[Input material]
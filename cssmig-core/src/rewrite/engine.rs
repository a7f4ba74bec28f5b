//! The interactive rename engine.
//!
//! Files are processed one at a time in sorted order:
//!
//! ```text
//! read → scan references → decide per occurrence → splice → backup → write
//! ```
//!
//! A file is written only when at least one edit was accepted and the operator
//! did not skip it. There are no cross-file transactions: files written before
//! a failure or a quit stay written.

use std::path::{Path, PathBuf};

use serde::Serialize;

use super::backup::{write_with_backup, WriteOutcome, DEFAULT_BACKUP_SUFFIX};
use super::decision::{Decision, DecisionStrategy, Occurrence};
use super::edit::{apply_edits, Edit};
use super::mapping::RenameMapping;
use crate::error::CssmigResult;
use crate::references::ReferenceScanner;
use crate::scan::{display_path, read_source};

/// Knobs shared by the class and token rewrites.
#[derive(Debug, Clone, PartialEq, Eq)]
pub struct RewriteOptions {
    /// Report only; never prompt and never write.
    pub dry_run: bool,
    pub backup: bool,
    pub backup_suffix: String,
}

impl Default for RewriteOptions {
    fn default() -> Self {
        Self {
            dry_run: false,
            backup: true,
            backup_suffix: DEFAULT_BACKUP_SUFFIX.to_string(),
        }
    }
}

impl RewriteOptions {
    pub(crate) fn backup_suffix(&self) -> Option<&str> {
        self.backup.then_some(self.backup_suffix.as_str())
    }
}

#[derive(Debug, Clone, Copy, PartialEq, Eq, Serialize)]
#[serde(rename_all = "snake_case")]
pub enum FileStatus {
    /// No occurrence found, or none accepted.
    Unchanged,
    Rewritten,
    /// Dry run found occurrences.
    WouldChange,
    /// Operator skipped the file; queued edits discarded.
    Skipped,
    /// Operator quit while on this file; queued edits discarded.
    Aborted,
    /// Not written because the path is a symlink.
    Refused,
    /// Unreadable or not UTF-8.
    Unreadable,
}

#[derive(Debug, Clone, PartialEq, Eq, Serialize)]
pub struct FileOutcome {
    pub path: PathBuf,
    pub status: FileStatus,
    pub occurrences: usize,
    pub accepted: usize,
    pub backup: Option<PathBuf>,
}

impl FileOutcome {
    fn new(path: &Path, status: FileStatus) -> Self {
        Self {
            path: path.to_path_buf(),
            status,
            occurrences: 0,
            accepted: 0,
            backup: None,
        }
    }
}

/// Result of a whole run.
#[derive(Debug, Clone, Default, Serialize)]
pub struct RewriteSummary {
    pub files: Vec<FileOutcome>,
    /// Operator quit before every file was visited.
    pub quit: bool,
    pub dry_run: bool,
}

impl RewriteSummary {
    pub fn files_with_status(&self, status: FileStatus) -> usize {
        self.files.iter().filter(|f| f.status == status).count()
    }

    pub fn total_occurrences(&self) -> usize {
        self.files.iter().map(|f| f.occurrences).sum()
    }

    pub fn total_accepted(&self) -> usize {
        self.files.iter().map(|f| f.accepted).sum()
    }

    /// True when a dry run found something that a real run would rewrite.
    pub fn would_change(&self) -> bool {
        self.dry_run && self.files_with_status(FileStatus::WouldChange) > 0
    }
}

/// Applies a [`RenameMapping`] across files, asking `strategy` per occurrence.
pub struct Rewriter<'m, S: DecisionStrategy> {
    mapping: &'m RenameMapping,
    options: RewriteOptions,
    strategy: S,
    scanner: ReferenceScanner,
    accept_all: bool,
}

impl<'m, S: DecisionStrategy> Rewriter<'m, S> {
    pub fn new(mapping: &'m RenameMapping, options: RewriteOptions, strategy: S) -> Self {
        Self {
            mapping,
            options,
            strategy,
            scanner: ReferenceScanner::default(),
            accept_all: false,
        }
    }

    /// Replace the default reference categories.
    pub fn with_scanner(mut self, scanner: ReferenceScanner) -> Self {
        self.scanner = scanner;
        self
    }

    /// Process `files` in sorted order.
    ///
    /// Stops at the first write failure (earlier files stay written) or when
    /// the operator quits.
    pub fn run(&mut self, files: &[PathBuf]) -> CssmigResult<RewriteSummary> {
        let mut sorted = files.to_vec();
        sorted.sort();
        sorted.dedup();

        let mut summary = RewriteSummary {
            dry_run: self.options.dry_run,
            ..Default::default()
        };
        for path in &sorted {
            let outcome = self.process_file(path)?;
            let aborted = outcome.status == FileStatus::Aborted;
            summary.files.push(outcome);
            if aborted {
                summary.quit = true;
                break;
            }
        }

        tracing::info!(
            files = summary.files.len(),
            rewritten = summary.files_with_status(FileStatus::Rewritten),
            occurrences = summary.total_occurrences(),
            accepted = summary.total_accepted(),
            dry_run = summary.dry_run,
            quit = summary.quit,
            "Rename run finished"
        );
        Ok(summary)
    }

    /// Process one file.
    pub fn process_file(&mut self, path: &Path) -> CssmigResult<FileOutcome> {
        let text = match read_source(path) {
            Ok(text) => text,
            Err(e) => {
                tracing::warn!(file = %path.display(), error = %e, "Skipping unreadable file");
                return Ok(FileOutcome::new(path, FileStatus::Unreadable));
            }
        };

        let file = display_path(path);
        let references = self.scanner.scan(&file, &text);
        let mut outcome = FileOutcome::new(path, FileStatus::Unchanged);
        let mut edits: Vec<Edit> = Vec::new();

        let mapping = self.mapping;
        for (old, new) in mapping.iter() {
            for reference in references.iter().filter(|r| r.class == old) {
                outcome.occurrences += 1;
                let occurrence = occurrence_at(path, &text, reference, old, new);

                if self.options.dry_run {
                    print_dry_run(&occurrence);
                    continue;
                }

                let decision = if self.accept_all {
                    Decision::Accept
                } else {
                    self.strategy.decide(&occurrence)
                };
                match decision {
                    Decision::Accept => {}
                    Decision::Reject => continue,
                    Decision::AcceptAll => self.accept_all = true,
                    Decision::SkipFile => {
                        outcome.status = FileStatus::Skipped;
                        outcome.accepted = 0;
                        println!("[SKIP] {}", path.display());
                        return Ok(outcome);
                    }
                    Decision::Quit => {
                        outcome.status = FileStatus::Aborted;
                        outcome.accepted = 0;
                        return Ok(outcome);
                    }
                }
                edits.push(Edit::new(reference.start, reference.end, new));
                outcome.accepted += 1;
            }
        }

        if self.options.dry_run {
            if outcome.occurrences > 0 {
                outcome.status = FileStatus::WouldChange;
            }
            return Ok(outcome);
        }
        if edits.is_empty() {
            return Ok(outcome);
        }

        let updated = apply_edits(path, &text, edits)?;
        match write_with_backup(path, text.as_bytes(), &updated, self.options.backup_suffix())? {
            WriteOutcome::Written { backup } => {
                outcome.status = FileStatus::Rewritten;
                outcome.backup = backup;
                println!(
                    "[REWRITE] {} ({} change{})",
                    path.display(),
                    outcome.accepted,
                    if outcome.accepted == 1 { "" } else { "s" }
                );
            }
            WriteOutcome::RefusedSymlink => outcome.status = FileStatus::Refused,
        }
        Ok(outcome)
    }
}

fn occurrence_at(
    path: &Path,
    text: &str,
    reference: &crate::references::Reference,
    old: &str,
    new: &str,
) -> Occurrence {
    let line_start = text[..reference.start].rfind('\n').map_or(0, |i| i + 1);
    let line_end = text[reference.end..]
        .find('\n')
        .map_or(text.len(), |i| reference.end + i);

    Occurrence {
        file: path.to_path_buf(),
        line_number: text[..reference.start].matches('\n').count() + 1,
        line: text[line_start..line_end].trim_end_matches('\r').to_string(),
        column: reference.start - line_start,
        start: reference.start,
        end: reference.end,
        kind: reference.kind,
        context: reference.context.clone(),
        old: old.to_string(),
        new: new.to_string(),
    }
}

fn print_dry_run(occurrence: &Occurrence) {
    println!(
        "[DRY-RUN] {}:{}: {} -> {} ({})",
        occurrence.file.display(),
        occurrence.line_number,
        occurrence.old,
        occurrence.new,
        occurrence.kind
    );
    println!("    {}", occurrence.line.trim());
}

#[cfg(test)]
mod tests {
    use super::*;
    use crate::rewrite::decision::{AcceptAll, RejectAll};
    use std::fs;
    use std::sync::atomic::{AtomicU64, Ordering};

    static COUNTER: AtomicU64 = AtomicU64::new(0);

    fn create_temp_dir() -> PathBuf {
        let n = COUNTER.fetch_add(1, Ordering::SeqCst);
        let dir = std::env::temp_dir().join(format!(
            "cssmig_engine_test_{}_{}",
            std::process::id(),
            n
        ));
        fs::create_dir_all(&dir).unwrap();
        dir
    }

    fn mapping(pairs: &[&str]) -> RenameMapping {
        RenameMapping::from_sources(None, &pairs.iter().map(|p| p.to_string()).collect::<Vec<_>>())
            .unwrap()
    }

    #[test]
    fn test_accept_all_rewrites_and_backs_up() {
        let dir = create_temp_dir();
        let file = dir.join("a.jsx");
        let original = r#"<a className="btn primary"/><b className="btn-primary"/>"#;
        fs::write(&file, original).unwrap();

        let map = mapping(&["btn:button"]);
        let summary = Rewriter::new(&map, RewriteOptions::default(), AcceptAll)
            .run(&[file.clone()])
            .unwrap();

        assert_eq!(summary.files[0].status, FileStatus::Rewritten);
        assert_eq!(summary.files[0].accepted, 1);
        assert_eq!(
            fs::read_to_string(&file).unwrap(),
            r#"<a className="button primary"/><b className="btn-primary"/>"#
        );
        assert_eq!(fs::read_to_string(dir.join("a.jsx.bak")).unwrap(), original);
        let _ = fs::remove_dir_all(&dir);
    }

    #[test]
    fn test_reject_all_leaves_file_alone() {
        let dir = create_temp_dir();
        let file = dir.join("a.js");
        fs::write(&file, r#"el.classList.add("btn");"#).unwrap();

        let map = mapping(&["btn:button"]);
        let summary = Rewriter::new(&map, RewriteOptions::default(), RejectAll)
            .run(&[file.clone()])
            .unwrap();

        assert_eq!(summary.files[0].status, FileStatus::Unchanged);
        assert_eq!(summary.files[0].occurrences, 1);
        assert!(!dir.join("a.js.bak").exists());
        let _ = fs::remove_dir_all(&dir);
    }

    #[test]
    fn test_accept_all_decision_stops_prompting() {
        let dir = create_temp_dir();
        let a = dir.join("a.js");
        let b = dir.join("b.js");
        fs::write(&a, r#"q(".x"); q('.x');"#).unwrap();
        fs::write(&b, r#"q(".x");"#).unwrap();

        let map = mapping(&["x:y"]);
        let mut asked = 0;
        let strategy = |_: &Occurrence| {
            asked += 1;
            Decision::AcceptAll
        };
        let summary = Rewriter::new(
            &map,
            RewriteOptions {
                backup: false,
                ..Default::default()
            },
            strategy,
        )
        .run(&[b.clone(), a.clone()])
        .unwrap();

        assert_eq!(asked, 1);
        assert_eq!(summary.total_accepted(), 3);
        assert_eq!(fs::read_to_string(&a).unwrap(), r#"q(".y"); q('.y');"#);
        assert_eq!(fs::read_to_string(&b).unwrap(), r#"q(".y");"#);
        let _ = fs::remove_dir_all(&dir);
    }

    #[test]
    fn test_quit_stops_run_and_discards_current_file() {
        let dir = create_temp_dir();
        let a = dir.join("a.js");
        let b = dir.join("b.js");
        fs::write(&a, r#"x = '.old'; y = '.old';"#).unwrap();
        fs::write(&b, r#"z = '.old';"#).unwrap();

        let map = mapping(&["old:new"]);
        let mut calls = 0;
        let strategy = |_: &Occurrence| {
            calls += 1;
            if calls == 1 {
                Decision::Accept
            } else {
                Decision::Quit
            }
        };
        let summary = Rewriter::new(&map, RewriteOptions::default(), strategy)
            .run(&[a.clone(), b.clone()])
            .unwrap();

        assert!(summary.quit);
        assert_eq!(summary.files.len(), 1);
        assert_eq!(summary.files[0].status, FileStatus::Aborted);
        assert_eq!(fs::read_to_string(&a).unwrap(), r#"x = '.old'; y = '.old';"#);
        let _ = fs::remove_dir_all(&dir);
    }

    #[test]
    fn test_dry_run_never_asks_or_writes() {
        let dir = create_temp_dir();
        let file = dir.join("a.html");
        fs::write(&file, r#"<div class="old"></div>"#).unwrap();

        let map = mapping(&["old:new"]);
        let strategy = |_: &Occurrence| -> Decision { panic!("dry run must not prompt") };
        let summary = Rewriter::new(
            &map,
            RewriteOptions {
                dry_run: true,
                ..Default::default()
            },
            strategy,
        )
        .run(&[file.clone()])
        .unwrap();

        assert!(summary.would_change());
        assert_eq!(summary.files[0].accepted, 0);
        assert_eq!(fs::read_to_string(&file).unwrap(), r#"<div class="old"></div>"#);
        assert!(!dir.join("a.html.bak").exists());
        let _ = fs::remove_dir_all(&dir);
    }

    #[test]
    fn test_unreadable_file_skipped() {
        let dir = create_temp_dir();
        let bad = dir.join("bad.js");
        let good = dir.join("good.js");
        fs::write(&bad, [0xffu8, 0xfe]).unwrap();
        fs::write(&good, r#"a = '.old';"#).unwrap();

        let map = mapping(&["old:new"]);
        let summary = Rewriter::new(&map, RewriteOptions::default(), AcceptAll)
            .run(&[bad, good.clone()])
            .unwrap();

        assert_eq!(summary.files[0].status, FileStatus::Unreadable);
        assert_eq!(summary.files[1].status, FileStatus::Rewritten);
        let _ = fs::remove_dir_all(&dir);
    }

    #[test]
    fn test_occurrence_line_info() {
        let text = "first\n  <i class=\"old\">\nlast";
        let refs = ReferenceScanner::default().scan("a.html", text);
        let occ = occurrence_at(Path::new("a.html"), text, &refs[0], "old", "new");
        assert_eq!(occ.line_number, 2);
        assert_eq!(occ.line, "  <i class=\"old\">");
    }
}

[Work required]
Please return exactly the lines from the first line of the material through the one with "pub enum FileStatus", and no lines after it.

[Exercise response]
filename cssmig-core/src/rewrite/engine.rs
repository a7f4ba74bec28f5b
//! The interactive rename engine.
//!
//! Files are processed one at a time in sorted order:
//!
//! ```text
//! read → scan references → decide per occurrence → splice → backup → write
//! ```
//!
//! A file is written only when at least one edit was accepted and the operator
//! did not skip it. There are no cross-file transactions: files written before
//! a failure or a quit stay written.

use std::path::{Path, PathBuf};

use serde::Serialize;

use super::backup::{write_with_backup, WriteOutcome, DEFAULT_BACKUP_SUFFIX};
use super::decision::{Decision, DecisionStrategy, Occurrence};
use super::edit::{apply_edits, Edit};
use super::mapping::RenameMapping;
use crate::error::CssmigResult;
use crate::references::ReferenceScanner;
use crate::scan::{display_path, read_source};

/// Knobs shared by the class and token rewrites.
#[derive(Debug, Clone, PartialEq, Eq)]
pub struct RewriteOptions {
    /// Report only; never prompt and never write.
    pub dry_run: bool,
    pub backup: bool,
    pub backup_suffix: String,
}

impl Default for RewriteOptions {
    fn default() -> Self {
        Self {
            dry_run: false,
            backup: true,
            backup_suffix: DEFAULT_BACKUP_SUFFIX.to_string(),
        }
    }
}

impl RewriteOptions {
    pub(crate) fn backup_suffix(&self) -> Option<&str> {
        self.backup.then_some(self.backup_suffix.as_str())
    }
}

#[derive(Debug, Clone, Copy, PartialEq, Eq, Serialize)]
#[serde(rename_all = "snake_case")]
pub enum FileStatus {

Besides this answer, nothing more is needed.